The thermal properties of the nanocomposites were characterized with a DSC 8500 differential scanning calorimeter (PerkinElmer Inc.,USA) under a flowing nitrogen atmosphere.The samples were firstly heated from 30 to 150 ℃ at a rate of 10 ℃/min and maintained at this temperature for 2 min.The samples were then cooled to 30 ℃ at a rate of 10 ℃/min,and again heated to 150 ℃ at the same heating rate to record the endothermic melting peak.

2.4.9 Mechanical properties

The tensile strength tests were performed with a testing machine (CMT4204,SANS,China).Dumbbell shaped specimens of width 4 mm and length 25 mm were prepared from the samples,and the tensile tests were conducted at a rate of 2 mm/min.The slope of the linear region of the stress-strain curve was used to determine the Young’s modulus.To avoid the effects of moisture on the mechanical properties,the composite films were dried at 60 ℃ for 2 h before the tensile tests.

3 Results and discussion

3.1 Phase identification from XRD patterns

Inspired by bone and teeth,the formation of homogeneous composites of HA nanoparticles and natural macromolecules has been considered an important prerequisite for bone replacement materials,antimicrobial packaging materials and other extended applications.Our strategy involves five critical features,as shown in Fig.1: mixing of calcium,citrate and phosphate ions to form a mixture at room temperature,crystallization of the mixture by hydrothermal treatment,purification to obtain a stable HA colloidal dispersion,and mixing with gelatin to form homogenous mixture.casting the dispersion in the mold,and drying in the room temperature to form transparent composite film.

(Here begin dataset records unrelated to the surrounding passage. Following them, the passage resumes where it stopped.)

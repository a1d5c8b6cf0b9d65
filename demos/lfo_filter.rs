/// Classic swept-filter noise: white noise through a bandpass whose center
/// and resonance are both driven by LFOs. Offline; prints the sweep
/// position and output level as it runs.

use polystream::engine::{Server, ServerConfig};
use polystream::graph::{Filt, Lfo, Noise};

fn main() {
    println!("=== LFO Filter Sweep (Offline) ===\n");

    let mut server = Server::new(ServerConfig::default()).unwrap();

    let noise = server.add(Noise::new()).unwrap();

    // Triangle LFO sweeping the center 200..4000 Hz over five seconds,
    // sine LFO breathing the resonance between 2 and 12.
    let center = server
        .add(Lfo::triangle(0.2).with_range(200.0, 4000.0))
        .unwrap();
    let resonance = server.add(Lfo::sine(0.5).with_range(2.0, 12.0)).unwrap();

    let swept = server
        .add(Filt::bandpass(noise, center, resonance).with_mul(0.5))
        .unwrap();
    server.out(swept).unwrap();

    server.start();
    for step in 0..10 {
        // Half a second per step at the default rate and block size.
        let mut sum_sq = 0.0f64;
        let mut count = 0usize;
        for _ in 0..86 {
            let out = server.tick();
            for &x in out[0].samples() {
                sum_sq += (x * x) as f64;
                count += 1;
            }
        }
        let rms = (sum_sq / count as f64).sqrt();
        let hz = server.bank(center).unwrap()[0].samples()[0];
        let q = server.bank(resonance).unwrap()[0].samples()[0];
        println!(
            "t={:>4.1}s  center {:>6.1} Hz  q {:>5.2}  rms {:.4}",
            (step + 1) as f32 * 0.5,
            hz,
            q,
            rms
        );
    }

    println!("\nBoth filter parameters are just nodes; the sweep is wiring,");
    println!("not a special modulation system.");
}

Fig.1 Schematic illustration of procedure for preparing HA-Gelatin nanocomposites

For the preparation of transparent gelatin/HA composites,the physical and chemical properties of the HA nanoparticles are crucial.The XRD pattern(Fig.2(a)) of the obtained particles displays the following diffraction peaks at 26.0°,29.2°,32.0°,32.9°,34.2°,39.9°,46.8°,49.6°,53.3°,and 64.1°which are correlated to the (h k l) indices (0 0 2),(2 1 0),(2 1 1),(1 1 2),(3 0 0),(3 1 0),(2 2 2),(2 1 3),(0 0 4),and (31 4) planes,respectively.All reflections are characteristics of the hexagonal phase of HA according to the standard data (JCPDS No.74-0566) and reported in the Refs.[27,28].In addition,the profile of the diffraction peaks is integrated and sharp,indicating that the prepared particles are well crystallized.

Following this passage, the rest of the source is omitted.